The second issue—and I’ll just address it briefly—which is the upholding of the decision to stop David Miranda at the U.K. border and question him for up to nine hours by the U.K. intelligence apparatus. David was coming back from Germany. He had documents on him that was he delivering, apparently, to The Guardian. He is the partner of Glenn Greenwald and was doing that as part of the journalistic activities of Glenn Greenwald and The Guardian. They stopped him for nine hours. He was forced to answer questions. It’s a very nasty scheme in London. If you don’t answer questions, you can go to jail.

They brought a litigation on his behalf, his lawyers. Unfortunately, the middle-level court upheld David Miranda’s stopping under the U.K. terrorism law—hear that: the U.K. terrorism law—that he was stopped. And it was upheld on the fact that even though he’s a journalist or working with journalists, that the terrorism investigation, national security, trumps journalism and they had a right to question him, take the documents, take his laptop, take all of that.

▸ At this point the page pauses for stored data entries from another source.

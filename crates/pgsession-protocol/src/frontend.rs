use crate::messages::{
    CloseTarget, DescribeTarget, FrontendMessage, StartupRequest, CANCEL_REQUEST_CODE,
    GSSENC_REQUEST_CODE, PROTOCOL_VERSION, SSL_REQUEST_CODE,
};
use crate::reader::{FramedReader, RawReader};
use pgsession_core::{SessionError, SessionResult};
use std::collections::HashMap;
use tokio::io::AsyncRead;
use tracing::debug;

/// PostgreSQL itself refuses startup packets above this size.
const MAX_STARTUP_PACKET: i32 = 10_000;

/// Reads the untagged first packet. A protocol version other than 3.0 is
/// reported as `UnrecognizedVersion` without consuming the parameters.
pub async fn read_startup<R: AsyncRead + Unpin>(
    raw: &mut RawReader<R>,
) -> SessionResult<StartupRequest> {
    let len = raw.read_i32().await?;
    let code = raw.read_i32().await?;
    match (len, code) {
        (8, SSL_REQUEST_CODE) => return Ok(StartupRequest::SslRequest),
        (8, GSSENC_REQUEST_CODE) => return Ok(StartupRequest::GssEncRequest),
        (16, CANCEL_REQUEST_CODE) => {
            let process_id = raw.read_i32().await?;
            let secret_key = raw.read_i32().await?;
            return Ok(StartupRequest::CancelRequest {
                process_id,
                secret_key,
            });
        }
        _ => {}
    }
    if code != PROTOCOL_VERSION {
        debug!(len, code, "startup with unsupported protocol version");
        return Err(SessionError::UnrecognizedVersion(code));
    }
    if !(9..=MAX_STARTUP_PACKET).contains(&len) {
        return Err(SessionError::protocol(format!(
            "invalid startup packet length {len}"
        )));
    }
    let strings = raw.read_string_list(len as usize - 8).await?;
    Ok(StartupRequest::Startup {
        protocol_version: code,
        params: pair_params(strings)?,
    })
}

fn pair_params(strings: Vec<String>) -> SessionResult<HashMap<String, String>> {
    let mut params = HashMap::new();
    let mut iter = strings.into_iter();
    while let Some(key) = iter.next() {
        if key.is_empty() {
            break;
        }
        let value = iter
            .next()
            .ok_or_else(|| SessionError::protocol(format!("startup parameter {key} has no value")))?;
        params.insert(key, value);
    }
    Ok(params)
}

/// Reads the PasswordMessage demanded after AuthenticationCleartextPassword.
/// The declared length must match the bytes the password took on the wire.
pub async fn read_password<R: AsyncRead + Unpin>(raw: &mut RawReader<R>) -> SessionResult<String> {
    let tag = raw.read_u8().await?;
    if tag != b'p' {
        return Err(SessionError::protocol(format!(
            "expected password message, got {:?}",
            tag as char
        )));
    }
    let len = raw.read_i32().await?;
    if len < 5 {
        return Err(SessionError::sync(format!(
            "password message declares length {len}"
        )));
    }
    let body = len as usize - 4;
    let password = raw.read_cstring(body.min(raw.max_message_size())).await?;
    if password.wire_len != body {
        return Err(SessionError::sync(format!(
            "password message declares {body} bytes but carried {}",
            password.wire_len
        )));
    }
    Ok(password.text)
}

/// Reads one tagged message. The caller checks `check_exhausted` afterwards.
pub async fn read_message<R: AsyncRead + Unpin>(
    reader: &mut FramedReader<R>,
) -> SessionResult<FrontendMessage> {
    let tag = reader.read_command().await?;
    let msg = match tag {
        b'Q' => FrontendMessage::Query {
            sql: reader.read_cstring().await?,
        },
        b'P' => {
            let statement_name = reader.read_cstring().await?;
            let query = reader.read_cstring().await?;
            let count = read_count(reader).await?;
            let mut param_oids = Vec::with_capacity(count);
            for _ in 0..count {
                param_oids.push(reader.read_i32().await?);
            }
            FrontendMessage::Parse {
                statement_name,
                query,
                param_oids,
            }
        }
        b'B' => {
            let portal_name = reader.read_cstring().await?;
            let statement_name = reader.read_cstring().await?;
            let param_format_codes = read_i16_list(reader).await?;
            let count = read_count(reader).await?;
            let mut param_values = Vec::with_capacity(count);
            for _ in 0..count {
                param_values.push(read_nullable(reader).await?);
            }
            let result_format_codes = read_i16_list(reader).await?;
            FrontendMessage::Bind {
                portal_name,
                statement_name,
                param_format_codes,
                param_values,
                result_format_codes,
            }
        }
        b'D' => {
            let target = match reader.read_u8().await? {
                b'S' => DescribeTarget::Statement,
                b'P' => DescribeTarget::Portal,
                other => {
                    return Err(SessionError::protocol(format!(
                        "unrecognized describe target {:?}",
                        other as char
                    )))
                }
            };
            FrontendMessage::Describe {
                target,
                name: reader.read_cstring().await?,
            }
        }
        b'E' => FrontendMessage::Execute {
            portal_name: reader.read_cstring().await?,
            max_rows: reader.read_i32().await?,
        },
        b'C' => {
            let target = match reader.read_u8().await? {
                b'S' => CloseTarget::Statement,
                b'P' => CloseTarget::Portal,
                other => {
                    return Err(SessionError::protocol(format!(
                        "unrecognized close target {:?}",
                        other as char
                    )))
                }
            };
            FrontendMessage::Close {
                target,
                name: reader.read_cstring().await?,
            }
        }
        b'H' => FrontendMessage::Flush,
        b'S' => FrontendMessage::Sync,
        b'F' => {
            let object_id = reader.read_i32().await?;
            let arg_format_codes = read_i16_list(reader).await?;
            let count = read_count(reader).await?;
            let mut args = Vec::with_capacity(count);
            for _ in 0..count {
                args.push(read_nullable(reader).await?);
            }
            FrontendMessage::FunctionCall {
                object_id,
                arg_format_codes,
                args,
                result_format: reader.read_i16().await?,
            }
        }
        b'd' => FrontendMessage::CopyData {
            data: reader.read_rest().await?,
        },
        b'c' => FrontendMessage::CopyDone,
        b'f' => FrontendMessage::CopyFail {
            message: reader.read_cstring().await?,
        },
        b'X' => FrontendMessage::Terminate,
        other => {
            debug!(tag = other, remaining = reader.remaining(), "unknown frontend command");
            return Err(SessionError::UnknownCommand(other));
        }
    };
    Ok(msg)
}

async fn read_count<R: AsyncRead + Unpin>(reader: &mut FramedReader<R>) -> SessionResult<usize> {
    let count = reader.read_i16().await?;
    usize::try_from(count)
        .map_err(|_| SessionError::protocol(format!("negative element count {count}")))
}

async fn read_i16_list<R: AsyncRead + Unpin>(
    reader: &mut FramedReader<R>,
) -> SessionResult<Vec<i16>> {
    let count = read_count(reader).await?;
    let mut codes = Vec::with_capacity(count);
    for _ in 0..count {
        codes.push(reader.read_i16().await?);
    }
    Ok(codes)
}

/// A length-prefixed value; length -1 is SQL NULL.
async fn read_nullable<R: AsyncRead + Unpin>(
    reader: &mut FramedReader<R>,
) -> SessionResult<Option<Vec<u8>>> {
    let len = reader.read_i32().await?;
    match len {
        -1 => Ok(None),
        n if n < 0 => Err(SessionError::protocol(format!("invalid value length {n}"))),
        n => Ok(Some(reader.read_bytes(n as usize).await?)),
    }
}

So what you’ve seen now are, this last week, two major attacks—the NSA revelations about Julian Assange and WikiLeaks, and the upholding of the stopping of David Miranda—two major attacks on journalism in this world, and particularly now in the U.K. and the United States.

We’re at a difficult moment. But we’re at a moment, of course, where we’re seeing tremendous fightback by journalists, publishers, as well as whistleblowers. So I still remain optimistic, but it’s a major fight back.

WORONCZUK: Michael Ratner, thank you so much for that report.

RATNER: Thank you for having me on The Real News.

WORONCZUK: And thank you for joining us on The Real News Network.